(EXERCISE GOAL): Your answer should be every line from the records that contains "leaves".

(SUPPLIED RECORDS):
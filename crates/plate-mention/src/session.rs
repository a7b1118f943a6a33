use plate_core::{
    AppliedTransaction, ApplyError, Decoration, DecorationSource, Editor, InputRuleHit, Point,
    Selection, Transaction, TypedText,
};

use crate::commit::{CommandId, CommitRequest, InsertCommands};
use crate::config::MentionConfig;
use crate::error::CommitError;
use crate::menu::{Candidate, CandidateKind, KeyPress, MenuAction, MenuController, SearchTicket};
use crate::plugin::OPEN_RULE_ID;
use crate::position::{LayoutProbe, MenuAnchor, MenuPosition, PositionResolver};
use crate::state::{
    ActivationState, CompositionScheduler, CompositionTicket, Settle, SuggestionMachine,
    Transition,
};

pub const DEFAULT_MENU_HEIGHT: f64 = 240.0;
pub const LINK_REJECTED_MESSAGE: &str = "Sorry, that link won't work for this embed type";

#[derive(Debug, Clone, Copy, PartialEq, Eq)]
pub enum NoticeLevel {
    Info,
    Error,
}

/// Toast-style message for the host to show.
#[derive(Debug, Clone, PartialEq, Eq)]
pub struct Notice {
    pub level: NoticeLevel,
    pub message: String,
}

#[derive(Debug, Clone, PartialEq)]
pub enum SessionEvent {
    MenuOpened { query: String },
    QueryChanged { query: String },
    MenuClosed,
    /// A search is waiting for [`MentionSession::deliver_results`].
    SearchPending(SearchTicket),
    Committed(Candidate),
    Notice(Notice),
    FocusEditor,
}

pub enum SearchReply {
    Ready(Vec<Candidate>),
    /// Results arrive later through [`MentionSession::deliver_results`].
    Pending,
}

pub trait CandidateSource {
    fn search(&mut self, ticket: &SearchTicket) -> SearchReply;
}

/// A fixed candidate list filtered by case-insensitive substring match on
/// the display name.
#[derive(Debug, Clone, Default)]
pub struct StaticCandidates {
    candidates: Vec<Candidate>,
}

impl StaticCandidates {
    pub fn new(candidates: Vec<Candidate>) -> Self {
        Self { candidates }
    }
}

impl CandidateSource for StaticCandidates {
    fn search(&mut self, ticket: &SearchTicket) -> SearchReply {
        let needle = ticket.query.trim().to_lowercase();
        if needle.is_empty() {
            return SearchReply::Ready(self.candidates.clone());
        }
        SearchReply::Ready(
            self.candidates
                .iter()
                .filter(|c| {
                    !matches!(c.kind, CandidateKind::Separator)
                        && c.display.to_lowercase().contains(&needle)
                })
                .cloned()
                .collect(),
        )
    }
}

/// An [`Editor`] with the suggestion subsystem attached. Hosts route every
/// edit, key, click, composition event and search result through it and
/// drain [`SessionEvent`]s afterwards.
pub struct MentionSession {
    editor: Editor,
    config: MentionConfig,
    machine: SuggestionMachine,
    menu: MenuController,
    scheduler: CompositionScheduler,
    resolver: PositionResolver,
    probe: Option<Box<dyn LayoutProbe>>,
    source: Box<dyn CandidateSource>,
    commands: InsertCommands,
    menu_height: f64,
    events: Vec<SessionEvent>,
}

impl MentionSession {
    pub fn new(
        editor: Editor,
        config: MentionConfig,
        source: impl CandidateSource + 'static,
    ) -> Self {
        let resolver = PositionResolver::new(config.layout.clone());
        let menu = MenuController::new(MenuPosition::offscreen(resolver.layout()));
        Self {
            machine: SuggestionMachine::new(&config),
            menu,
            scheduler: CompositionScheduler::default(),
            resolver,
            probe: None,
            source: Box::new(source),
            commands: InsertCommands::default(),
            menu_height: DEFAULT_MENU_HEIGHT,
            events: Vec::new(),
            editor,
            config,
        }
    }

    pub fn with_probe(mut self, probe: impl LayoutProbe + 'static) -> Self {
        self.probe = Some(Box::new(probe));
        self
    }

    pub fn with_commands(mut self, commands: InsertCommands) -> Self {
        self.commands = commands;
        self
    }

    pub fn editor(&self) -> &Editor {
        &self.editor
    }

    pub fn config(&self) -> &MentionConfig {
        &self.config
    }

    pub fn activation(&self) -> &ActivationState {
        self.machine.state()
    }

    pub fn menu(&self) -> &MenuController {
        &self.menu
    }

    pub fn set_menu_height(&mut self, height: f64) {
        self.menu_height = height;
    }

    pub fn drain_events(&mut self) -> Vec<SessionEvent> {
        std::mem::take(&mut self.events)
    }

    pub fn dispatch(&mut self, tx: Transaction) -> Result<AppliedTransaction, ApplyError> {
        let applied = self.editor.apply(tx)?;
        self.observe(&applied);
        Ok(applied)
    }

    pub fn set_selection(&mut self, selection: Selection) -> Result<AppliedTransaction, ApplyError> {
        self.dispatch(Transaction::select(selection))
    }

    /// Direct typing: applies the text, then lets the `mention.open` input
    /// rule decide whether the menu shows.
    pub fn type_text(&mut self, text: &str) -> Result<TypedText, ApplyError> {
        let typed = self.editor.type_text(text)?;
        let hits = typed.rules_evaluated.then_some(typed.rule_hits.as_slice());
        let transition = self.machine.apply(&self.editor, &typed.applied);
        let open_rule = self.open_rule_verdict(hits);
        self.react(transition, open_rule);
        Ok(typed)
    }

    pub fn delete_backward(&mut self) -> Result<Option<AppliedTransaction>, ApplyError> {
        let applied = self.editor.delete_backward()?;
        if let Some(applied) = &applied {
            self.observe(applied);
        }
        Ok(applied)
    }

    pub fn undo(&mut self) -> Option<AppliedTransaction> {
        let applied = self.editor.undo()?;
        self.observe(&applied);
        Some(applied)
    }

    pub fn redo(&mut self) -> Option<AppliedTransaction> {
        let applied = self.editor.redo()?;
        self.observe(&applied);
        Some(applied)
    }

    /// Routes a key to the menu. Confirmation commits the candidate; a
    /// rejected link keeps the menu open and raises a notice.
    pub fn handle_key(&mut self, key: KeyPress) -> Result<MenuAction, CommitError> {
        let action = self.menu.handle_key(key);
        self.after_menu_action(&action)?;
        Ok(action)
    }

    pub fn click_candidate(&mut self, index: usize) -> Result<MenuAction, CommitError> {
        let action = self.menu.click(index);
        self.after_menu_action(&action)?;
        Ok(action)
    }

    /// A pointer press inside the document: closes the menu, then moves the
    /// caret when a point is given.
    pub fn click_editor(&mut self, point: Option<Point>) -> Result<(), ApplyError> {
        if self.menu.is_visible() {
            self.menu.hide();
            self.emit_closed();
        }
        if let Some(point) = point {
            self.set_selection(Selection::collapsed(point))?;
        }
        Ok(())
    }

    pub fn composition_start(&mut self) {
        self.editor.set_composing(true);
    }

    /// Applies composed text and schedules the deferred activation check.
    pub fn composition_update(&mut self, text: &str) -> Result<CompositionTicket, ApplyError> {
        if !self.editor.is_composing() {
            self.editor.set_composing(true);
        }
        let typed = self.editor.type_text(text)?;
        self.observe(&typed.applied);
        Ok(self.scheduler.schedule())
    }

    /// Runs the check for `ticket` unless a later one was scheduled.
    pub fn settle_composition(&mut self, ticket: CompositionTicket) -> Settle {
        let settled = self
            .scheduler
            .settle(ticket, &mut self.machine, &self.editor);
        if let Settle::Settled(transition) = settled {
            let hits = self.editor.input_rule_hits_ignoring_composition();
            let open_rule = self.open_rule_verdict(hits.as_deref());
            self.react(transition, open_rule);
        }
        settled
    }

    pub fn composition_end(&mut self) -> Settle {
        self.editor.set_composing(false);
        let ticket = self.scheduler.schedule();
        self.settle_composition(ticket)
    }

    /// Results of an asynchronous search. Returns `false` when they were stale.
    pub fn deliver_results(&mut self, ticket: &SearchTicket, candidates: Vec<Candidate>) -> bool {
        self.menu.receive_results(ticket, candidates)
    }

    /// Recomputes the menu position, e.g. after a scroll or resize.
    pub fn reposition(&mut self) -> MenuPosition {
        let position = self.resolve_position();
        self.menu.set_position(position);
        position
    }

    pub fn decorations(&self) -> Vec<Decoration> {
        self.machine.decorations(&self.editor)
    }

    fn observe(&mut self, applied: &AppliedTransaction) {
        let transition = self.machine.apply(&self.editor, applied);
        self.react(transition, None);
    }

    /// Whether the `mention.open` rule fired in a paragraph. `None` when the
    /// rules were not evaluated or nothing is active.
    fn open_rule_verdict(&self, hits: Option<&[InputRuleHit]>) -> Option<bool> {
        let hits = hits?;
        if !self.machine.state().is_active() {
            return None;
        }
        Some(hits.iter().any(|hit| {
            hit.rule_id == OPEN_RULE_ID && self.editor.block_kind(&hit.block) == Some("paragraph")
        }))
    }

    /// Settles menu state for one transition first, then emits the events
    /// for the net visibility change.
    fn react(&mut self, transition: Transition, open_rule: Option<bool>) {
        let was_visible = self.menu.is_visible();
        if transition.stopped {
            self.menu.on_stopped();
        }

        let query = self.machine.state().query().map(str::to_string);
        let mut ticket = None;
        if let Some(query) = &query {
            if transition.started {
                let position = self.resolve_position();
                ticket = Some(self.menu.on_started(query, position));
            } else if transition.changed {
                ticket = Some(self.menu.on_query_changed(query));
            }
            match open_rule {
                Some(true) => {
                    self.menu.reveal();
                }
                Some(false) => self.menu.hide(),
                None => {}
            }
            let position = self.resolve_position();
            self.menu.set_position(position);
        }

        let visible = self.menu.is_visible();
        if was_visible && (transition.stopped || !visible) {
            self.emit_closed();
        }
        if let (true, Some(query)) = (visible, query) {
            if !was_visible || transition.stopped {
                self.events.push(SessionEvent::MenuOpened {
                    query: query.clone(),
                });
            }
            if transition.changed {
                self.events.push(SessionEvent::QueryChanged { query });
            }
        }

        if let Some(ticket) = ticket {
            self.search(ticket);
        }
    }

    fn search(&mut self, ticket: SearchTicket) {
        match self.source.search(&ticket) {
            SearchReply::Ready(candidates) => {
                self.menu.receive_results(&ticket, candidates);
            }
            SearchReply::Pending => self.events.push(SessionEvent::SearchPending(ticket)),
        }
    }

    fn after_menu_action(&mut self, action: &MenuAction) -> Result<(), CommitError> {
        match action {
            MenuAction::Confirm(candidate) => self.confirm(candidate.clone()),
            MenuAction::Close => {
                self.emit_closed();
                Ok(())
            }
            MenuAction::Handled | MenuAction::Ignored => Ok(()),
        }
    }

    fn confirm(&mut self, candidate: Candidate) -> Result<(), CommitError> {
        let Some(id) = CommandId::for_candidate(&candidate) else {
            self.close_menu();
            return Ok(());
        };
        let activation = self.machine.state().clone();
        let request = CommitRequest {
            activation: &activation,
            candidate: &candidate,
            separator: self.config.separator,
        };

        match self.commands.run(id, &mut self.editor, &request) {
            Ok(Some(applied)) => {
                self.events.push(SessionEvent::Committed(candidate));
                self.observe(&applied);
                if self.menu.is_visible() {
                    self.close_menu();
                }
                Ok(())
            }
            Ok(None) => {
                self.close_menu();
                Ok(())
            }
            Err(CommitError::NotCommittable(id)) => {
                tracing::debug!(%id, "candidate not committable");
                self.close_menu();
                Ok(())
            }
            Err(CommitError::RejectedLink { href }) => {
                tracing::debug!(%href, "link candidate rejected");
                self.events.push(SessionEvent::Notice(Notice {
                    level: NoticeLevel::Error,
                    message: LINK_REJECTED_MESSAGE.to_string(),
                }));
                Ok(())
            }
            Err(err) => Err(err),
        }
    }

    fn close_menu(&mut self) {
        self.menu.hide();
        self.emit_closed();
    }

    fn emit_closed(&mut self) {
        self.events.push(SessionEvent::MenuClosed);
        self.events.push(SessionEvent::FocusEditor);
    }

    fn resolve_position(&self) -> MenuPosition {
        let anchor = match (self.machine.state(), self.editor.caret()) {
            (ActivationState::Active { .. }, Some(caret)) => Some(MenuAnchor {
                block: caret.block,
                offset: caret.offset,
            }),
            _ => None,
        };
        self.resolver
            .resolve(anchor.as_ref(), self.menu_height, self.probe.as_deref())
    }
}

* * *

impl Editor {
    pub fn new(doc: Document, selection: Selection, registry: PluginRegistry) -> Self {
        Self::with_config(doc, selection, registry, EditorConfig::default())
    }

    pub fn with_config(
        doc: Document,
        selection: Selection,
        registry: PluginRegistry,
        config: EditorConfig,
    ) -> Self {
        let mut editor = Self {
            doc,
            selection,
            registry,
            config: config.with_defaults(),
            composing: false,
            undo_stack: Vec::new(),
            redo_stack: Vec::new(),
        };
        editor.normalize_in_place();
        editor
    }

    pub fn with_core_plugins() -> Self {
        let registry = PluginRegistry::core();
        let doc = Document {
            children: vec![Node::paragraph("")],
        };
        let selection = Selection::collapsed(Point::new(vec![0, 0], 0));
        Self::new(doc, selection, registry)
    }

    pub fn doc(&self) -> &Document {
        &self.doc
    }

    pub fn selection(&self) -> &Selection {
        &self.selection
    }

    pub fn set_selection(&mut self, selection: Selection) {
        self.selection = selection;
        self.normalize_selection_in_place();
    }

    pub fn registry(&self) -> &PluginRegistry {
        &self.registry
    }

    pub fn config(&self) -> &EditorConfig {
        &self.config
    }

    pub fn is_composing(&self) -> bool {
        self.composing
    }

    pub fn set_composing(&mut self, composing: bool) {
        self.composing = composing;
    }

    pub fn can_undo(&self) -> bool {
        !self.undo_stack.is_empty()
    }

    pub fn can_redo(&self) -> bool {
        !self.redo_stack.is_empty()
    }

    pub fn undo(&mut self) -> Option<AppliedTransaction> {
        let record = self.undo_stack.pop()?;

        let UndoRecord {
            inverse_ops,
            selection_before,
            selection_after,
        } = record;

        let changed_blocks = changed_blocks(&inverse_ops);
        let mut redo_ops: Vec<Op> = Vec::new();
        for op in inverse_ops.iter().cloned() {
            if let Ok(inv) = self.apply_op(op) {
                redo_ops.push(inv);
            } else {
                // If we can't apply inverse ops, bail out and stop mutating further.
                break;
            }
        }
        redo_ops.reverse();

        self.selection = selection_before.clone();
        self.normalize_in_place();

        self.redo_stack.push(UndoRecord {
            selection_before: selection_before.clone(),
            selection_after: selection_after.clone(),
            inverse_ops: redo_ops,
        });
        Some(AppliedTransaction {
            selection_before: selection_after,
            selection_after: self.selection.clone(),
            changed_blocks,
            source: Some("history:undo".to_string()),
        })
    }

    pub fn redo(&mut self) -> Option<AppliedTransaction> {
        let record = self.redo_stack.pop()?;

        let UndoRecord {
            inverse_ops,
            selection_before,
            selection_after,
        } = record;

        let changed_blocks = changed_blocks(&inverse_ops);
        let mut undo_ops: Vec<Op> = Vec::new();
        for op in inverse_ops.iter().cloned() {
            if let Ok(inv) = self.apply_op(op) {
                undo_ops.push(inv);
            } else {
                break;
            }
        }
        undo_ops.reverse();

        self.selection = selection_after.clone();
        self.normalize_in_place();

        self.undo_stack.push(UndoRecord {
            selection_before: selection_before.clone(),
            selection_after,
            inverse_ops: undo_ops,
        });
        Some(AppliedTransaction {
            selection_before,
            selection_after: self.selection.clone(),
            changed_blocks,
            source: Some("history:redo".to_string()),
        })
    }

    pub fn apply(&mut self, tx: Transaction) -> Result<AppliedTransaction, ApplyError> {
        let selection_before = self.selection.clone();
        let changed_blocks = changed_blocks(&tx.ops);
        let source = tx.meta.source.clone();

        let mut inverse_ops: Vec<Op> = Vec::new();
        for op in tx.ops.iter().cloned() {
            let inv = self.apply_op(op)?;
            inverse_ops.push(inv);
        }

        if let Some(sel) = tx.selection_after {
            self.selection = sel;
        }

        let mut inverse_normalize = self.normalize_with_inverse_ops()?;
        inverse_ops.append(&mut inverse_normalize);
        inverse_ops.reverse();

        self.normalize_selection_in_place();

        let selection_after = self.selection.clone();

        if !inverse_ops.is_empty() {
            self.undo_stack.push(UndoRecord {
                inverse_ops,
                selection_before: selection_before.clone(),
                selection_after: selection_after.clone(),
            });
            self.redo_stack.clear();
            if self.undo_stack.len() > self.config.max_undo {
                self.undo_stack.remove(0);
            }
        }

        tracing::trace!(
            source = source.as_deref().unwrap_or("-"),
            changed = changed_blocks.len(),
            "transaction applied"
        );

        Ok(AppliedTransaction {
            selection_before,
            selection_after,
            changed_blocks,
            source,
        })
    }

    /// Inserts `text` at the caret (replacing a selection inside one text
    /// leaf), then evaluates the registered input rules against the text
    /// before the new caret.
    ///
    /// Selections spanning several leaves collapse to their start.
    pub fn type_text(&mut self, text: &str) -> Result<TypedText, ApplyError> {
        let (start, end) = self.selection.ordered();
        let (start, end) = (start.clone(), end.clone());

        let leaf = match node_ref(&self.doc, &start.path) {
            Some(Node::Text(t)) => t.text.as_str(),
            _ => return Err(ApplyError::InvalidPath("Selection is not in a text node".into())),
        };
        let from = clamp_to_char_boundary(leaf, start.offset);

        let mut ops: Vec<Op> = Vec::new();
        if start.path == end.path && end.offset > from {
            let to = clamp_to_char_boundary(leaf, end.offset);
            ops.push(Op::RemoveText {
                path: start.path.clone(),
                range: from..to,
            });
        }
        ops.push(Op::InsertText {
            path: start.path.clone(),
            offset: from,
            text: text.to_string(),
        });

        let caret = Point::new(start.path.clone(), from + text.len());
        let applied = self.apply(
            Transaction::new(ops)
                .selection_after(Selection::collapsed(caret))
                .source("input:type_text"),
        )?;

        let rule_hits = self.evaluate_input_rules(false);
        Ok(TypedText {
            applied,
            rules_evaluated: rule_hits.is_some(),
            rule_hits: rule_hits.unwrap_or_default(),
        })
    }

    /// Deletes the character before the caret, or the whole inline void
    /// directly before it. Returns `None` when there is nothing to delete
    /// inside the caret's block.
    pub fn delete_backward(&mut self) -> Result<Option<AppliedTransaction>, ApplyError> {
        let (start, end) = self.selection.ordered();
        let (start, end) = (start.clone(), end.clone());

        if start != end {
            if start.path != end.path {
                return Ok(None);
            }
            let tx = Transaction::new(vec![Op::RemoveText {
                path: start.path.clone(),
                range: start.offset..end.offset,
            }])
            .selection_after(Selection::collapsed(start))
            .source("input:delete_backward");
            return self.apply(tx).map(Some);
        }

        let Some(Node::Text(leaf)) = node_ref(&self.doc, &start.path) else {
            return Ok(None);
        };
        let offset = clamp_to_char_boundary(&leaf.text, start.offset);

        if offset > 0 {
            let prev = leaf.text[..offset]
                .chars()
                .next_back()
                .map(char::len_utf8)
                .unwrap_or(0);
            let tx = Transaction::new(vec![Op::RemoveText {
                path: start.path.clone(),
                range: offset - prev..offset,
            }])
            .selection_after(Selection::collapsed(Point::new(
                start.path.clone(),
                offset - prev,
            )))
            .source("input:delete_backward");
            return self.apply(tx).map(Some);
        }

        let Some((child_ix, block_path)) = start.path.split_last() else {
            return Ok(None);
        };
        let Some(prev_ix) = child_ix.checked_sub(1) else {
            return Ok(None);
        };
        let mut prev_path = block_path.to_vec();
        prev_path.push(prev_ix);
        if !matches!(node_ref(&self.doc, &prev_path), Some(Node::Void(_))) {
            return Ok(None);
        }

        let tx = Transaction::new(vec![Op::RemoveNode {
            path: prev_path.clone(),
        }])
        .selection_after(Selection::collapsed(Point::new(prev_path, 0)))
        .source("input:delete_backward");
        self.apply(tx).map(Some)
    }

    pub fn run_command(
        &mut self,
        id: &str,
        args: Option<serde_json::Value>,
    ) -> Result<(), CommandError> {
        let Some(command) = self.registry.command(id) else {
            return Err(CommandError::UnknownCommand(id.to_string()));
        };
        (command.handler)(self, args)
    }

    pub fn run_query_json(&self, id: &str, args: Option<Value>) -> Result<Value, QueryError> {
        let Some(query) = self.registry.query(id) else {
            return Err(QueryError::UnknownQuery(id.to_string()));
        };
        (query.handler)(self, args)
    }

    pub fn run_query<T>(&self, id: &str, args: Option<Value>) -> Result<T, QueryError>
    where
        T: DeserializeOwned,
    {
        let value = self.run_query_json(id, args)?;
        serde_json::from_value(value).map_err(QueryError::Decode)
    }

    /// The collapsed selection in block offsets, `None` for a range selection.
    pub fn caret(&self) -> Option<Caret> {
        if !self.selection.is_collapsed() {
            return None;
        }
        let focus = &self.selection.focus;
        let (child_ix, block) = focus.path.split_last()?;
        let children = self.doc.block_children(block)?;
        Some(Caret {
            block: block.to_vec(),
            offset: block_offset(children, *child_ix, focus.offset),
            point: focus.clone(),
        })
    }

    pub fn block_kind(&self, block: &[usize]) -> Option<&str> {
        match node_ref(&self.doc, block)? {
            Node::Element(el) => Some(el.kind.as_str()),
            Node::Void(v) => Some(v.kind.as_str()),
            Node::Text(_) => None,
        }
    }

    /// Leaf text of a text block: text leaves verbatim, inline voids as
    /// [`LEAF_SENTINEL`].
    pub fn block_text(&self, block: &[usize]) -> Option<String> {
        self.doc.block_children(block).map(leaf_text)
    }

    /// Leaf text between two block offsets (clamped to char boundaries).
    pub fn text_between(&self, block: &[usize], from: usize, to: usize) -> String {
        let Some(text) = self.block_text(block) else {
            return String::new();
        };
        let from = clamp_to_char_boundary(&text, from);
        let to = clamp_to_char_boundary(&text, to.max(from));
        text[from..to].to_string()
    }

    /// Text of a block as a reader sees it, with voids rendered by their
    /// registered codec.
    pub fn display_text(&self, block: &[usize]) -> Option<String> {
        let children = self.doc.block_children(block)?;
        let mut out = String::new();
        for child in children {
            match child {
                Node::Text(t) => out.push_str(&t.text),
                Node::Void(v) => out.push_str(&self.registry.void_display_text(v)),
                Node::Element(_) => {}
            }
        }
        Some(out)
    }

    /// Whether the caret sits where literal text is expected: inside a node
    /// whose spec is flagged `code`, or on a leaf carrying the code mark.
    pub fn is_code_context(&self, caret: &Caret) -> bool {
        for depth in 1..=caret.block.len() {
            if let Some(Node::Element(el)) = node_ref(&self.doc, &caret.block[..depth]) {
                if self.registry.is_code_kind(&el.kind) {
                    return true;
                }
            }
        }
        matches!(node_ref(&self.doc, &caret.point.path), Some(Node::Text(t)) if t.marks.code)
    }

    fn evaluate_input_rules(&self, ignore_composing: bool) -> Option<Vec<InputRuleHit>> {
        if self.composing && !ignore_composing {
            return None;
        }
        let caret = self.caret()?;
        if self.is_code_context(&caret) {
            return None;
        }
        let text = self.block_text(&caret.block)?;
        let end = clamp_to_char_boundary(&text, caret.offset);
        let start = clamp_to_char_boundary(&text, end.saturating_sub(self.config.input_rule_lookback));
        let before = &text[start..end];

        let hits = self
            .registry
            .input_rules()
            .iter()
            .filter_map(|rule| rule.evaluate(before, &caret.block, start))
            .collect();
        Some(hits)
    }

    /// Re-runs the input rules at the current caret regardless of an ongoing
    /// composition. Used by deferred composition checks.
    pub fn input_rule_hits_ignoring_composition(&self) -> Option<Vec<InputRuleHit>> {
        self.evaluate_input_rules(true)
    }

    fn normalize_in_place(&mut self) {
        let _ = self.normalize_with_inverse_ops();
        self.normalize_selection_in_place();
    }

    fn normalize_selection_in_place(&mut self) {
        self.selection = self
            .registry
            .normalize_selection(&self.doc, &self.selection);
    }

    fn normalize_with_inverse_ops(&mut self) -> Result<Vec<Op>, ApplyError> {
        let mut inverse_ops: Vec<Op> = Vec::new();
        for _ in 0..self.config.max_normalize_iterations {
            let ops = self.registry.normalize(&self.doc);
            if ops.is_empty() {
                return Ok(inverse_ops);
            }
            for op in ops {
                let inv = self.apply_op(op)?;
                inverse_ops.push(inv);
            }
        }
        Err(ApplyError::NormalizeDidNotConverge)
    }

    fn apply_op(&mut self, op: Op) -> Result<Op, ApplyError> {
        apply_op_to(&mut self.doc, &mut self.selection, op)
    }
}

(TASK RESULT):
    /// Selections spanning several leaves collapse to their start.
    /// Leaf text of a text block: text leaves verbatim, inline voids as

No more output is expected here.